Pragmas are only allowed at the following places in a program:

6/5        After a semicolon delimiter, but not within a formal_part, discriminant_part, or declare_expression.

7/3        At any place where the syntax rules allow a construct defined by a syntactic category whose name ends with “declaration”, “item”, “statement”, “clause”, or “alternative”, or one of the syntactic categories variant or exception_handler; but not in place of such a construct if the construct is required, or is part of a list that is required to have at least one such construct.

7.1/3        In place of a statement in a sequence_of_statements.

7.2/3        At any place where a compilation_unit is allowed.

8   Additional syntax rules and placement restrictions exist for specific pragmas.

These rules overlap with one another, and do not make sense for certain kinds of pragmas.  Pragmas that are "lexical" in nature, such as turning on and off compiler modes of various sorts, such as listing or optimization, can be accommodated almost anywhere.  On the other hand, pragmas that have some executable semantics only make sense in places where execution is normally occurring, such as in a sequence of statements or declarative_items. Should we distinguish such kinds of pragmas here, or rely on additional rules scattered throughout the manual? (define most of the basic rules here)

Other more specific issues:

(1) One would expect that a pragma Assert is a master. We would not want function results from the evaluation of an Assert expression hanging around. AI22-0013-2 attempted to clarify this by modifying 2.8(12) to say:

Any pragma that appears at the place of an executable construct is executed, and is treated for the purposes of other rules of the language as being of the same sort of executable construct. Unless otherwise specified for a particular pragma, this execution consists of the evaluation of each evaluable pragma argument in an arbitrary order.

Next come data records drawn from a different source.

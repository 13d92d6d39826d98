//! End-to-end tests for excelsior-xlsx.
//!
//! Each test builds the package it needs in memory (see [`common`]), opens
//! it with [`excelsior_xlsx::Package`], edits it and inspects the archive
//! that comes out.

mod common;
mod package;
mod prefixed;
mod structure;

pub use common::*;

In the case of a pragma replacing a statement as allowed by 2.8(7.1/2), it is clear that the pragma is treated as a statement. Unfortunately, a statement is not a master construct (that requires a simple_statement), so it appears that a pragma given at the place of a statement is not a master (or at a minimum it is not clear). Since the point of AI22-0013-2 was to clarify questions like this, further clarification is needed.

(2) However, most of the rules of 2.8 are not as clear about the construct that the pragma is at the place of. In particular, 2.8(6/5) ["after a semicolon delimiter"] does not talk about constructs at all. Moreover, multiple placement rules could apply: for example, a pragma following a statement in a sequence_of_statements is allowed by both 2.8(7.1/3) (which is clear about the construct "at the place of") and 2.8(6/5) (which is not). How do we decide which rule is the reason the pragma is allowed at a particular place?

(3) Some of the places that pragmas are allowed are not at the place of any executable construct. What happens for executable pragmas in such locations? When are they executed? Are they a master? And so on.

For example, 2.8(7/3) allows a pragma at the place of an _alternative; this allows a pragma at the head of a case statement:


case P is
  pragma Assert (...)  -- (1)
  when 1 => ...           -- (2)
          pragma Assert (...) -- (3)
  when others => ...
end case;


It is clear that (3) is at the place of a statement, and thus is executed after the statements at (2) (and only if the statements at (2) are executed). But (1) is not at the place of a statement (it is in place of a case_statement_alternative), and this part of a case statement is never executed.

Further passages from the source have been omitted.